Antoine Vater (Hanover 1689 - Paris 1759) (also Anton Vater) was a notable harpsichord maker in Paris of German origin.

==Biography==
Vater was born to family of harpsichord and organ builders. While his older brother Christian Vater took over the family workshop in Hanover, Anton emigrated to Paris in 1715 to practice his family’s profession and gained a reputation as one of the finest harpsichord makers in the city, eventually becoming a Guardian of the Royal Harpsichords, charged with maintaining the large collection at Versailles. He had several apprentices, the most notable being another German émigré to Paris, Henri Hemsch.
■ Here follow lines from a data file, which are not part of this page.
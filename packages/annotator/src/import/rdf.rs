//! Reading the embedded `rdf:RDF` block.
//!
//! Each child description is one of: a JSON-LD annotation (marked by its
//! `rdf:datatype`), a triple (marked by `cw:external`), an RDF/XML
//! annotation (an `rdf:about` in the annotation namespace, or an
//! `oa:hasTarget` child), or a supporting description (body, target,
//! selector, mode) that is looked up by URI.

use indexmap::IndexMap;
use roxmltree::Node;
use serde_json::Value;

use super::{ImportContext, ImportWarning, PendingStandoff};
use crate::config::{ANNOTATION_ID_ATTR, ANNOTATION_URI_MARKER, CW_NS, JSON_LD_DATATYPE, OA_NS, RDF_NS};
use crate::error::Result;
use crate::jsonld::{JsonLdAnnotation, FRAGMENT_SELECTOR, TEXT_POSITION_SELECTOR};
use crate::offset::{resolve_xpath, Xpointer};
use crate::registry::certainty_from_uri;
use crate::types::{
    AnnotationUris, EntityAnnotation, EntityInfo, EntityKind, Mode, Predicate, Range, TextAnchor, Triple, TripleSide,
};
use crate::xml::{element_children, find_child_ns, find_children_ns, get_text};

#[derive(Debug, Clone, Copy, PartialEq, Eq)]
enum Description {
    JsonLd,
    Triple,
    Annotation,
    Supporting,
}

fn classify(node: Node<'_, '_>) -> Description {
    if node.attribute((RDF_NS, "datatype")) == Some(JSON_LD_DATATYPE) {
        Description::JsonLd
    } else if node.attribute((CW_NS, "external")).is_some() {
        Description::Triple
    } else if node
        .attribute((RDF_NS, "about"))
        .is_some_and(|about| about.contains(ANNOTATION_URI_MARKER))
        || find_child_ns(node, OA_NS, "hasTarget").is_some()
    {
        Description::Annotation
    } else {
        Description::Supporting
    }
}

/// Document mode from the `cw:mode` statement.
///
/// An RDF block without a recognizable statement allows overlap.
pub(super) fn read_mode(block: Node<'_, '_>) -> Mode {
    block
        .descendants()
        .find(|node| node.has_tag_name((CW_NS, "mode")))
        .and_then(|node| node.text())
        .and_then(|text| Mode::from_marker(text.trim()))
        .unwrap_or(Mode::XmlRdf)
}

/// Where an annotation points.
#[derive(Debug, Clone, PartialEq, Eq)]
enum Selector {
    /// One xpointer to the element bearing the annotation.
    Fragment(String),
    /// Start and end xpointers with character offsets.
    TextPosition { start: String, end: String },
}

/// An annotation read from either RDF/XML or JSON-LD.
#[derive(Debug, Clone)]
struct ParsedAnnotation {
    kind: EntityKind,
    info: EntityInfo,
    uris: AnnotationUris,
    selector: Selector,
}

/// Register every annotation of the RDF block.
///
/// # Errors
/// Returns `AnnotatorError::XPath` when a selector holds an invalid XPath.
pub(super) fn read_annotations(
    ctx: &mut ImportContext<'_>,
    doc: &roxmltree::Document<'_>,
    block: Node<'_, '_>,
) -> Result<()> {
    let descriptions: Vec<Node<'_, '_>> = element_children(block).collect();
    for node in &descriptions {
        let parsed = match classify(*node) {
            Description::JsonLd => match JsonLdAnnotation::from_json(&get_text(*node)) {
                Ok(annotation) => from_json_ld(ctx, annotation),
                Err(err) => {
                    ctx.warn(ImportWarning::InvalidJson {
                        context: "JSON-LD annotation".to_string(),
                        reason: err.to_string(),
                    });
                    None
                }
            },
            Description::Annotation => from_rdf_xml(ctx, &descriptions, *node),
            Description::Triple | Description::Supporting => None,
        };
        if let Some(parsed) = parsed {
            register(ctx, doc, parsed)?;
        }
    }
    Ok(())
}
Vater was a friend of German composer Georg Philipp Telemann who stayed with Vater at his house in Paris during 1737 and 1738. A notice given in the Mercure de France of July 1759 states that Vater was withdrawing from his trade, and had a number of harpsichords for sale, including some by Ruckers.

==Surviving instruments==
Three instruments by Vater are known to survive today: one (dated 1732) is at the Cité de la Musique in Paris, another (dated 1737) is in a private collection in England, and a third (dated 1738) is in a private collection in Ireland. An instrument at the Ringve Museum attributed to Ant. Watters is unlikely to be by Vater.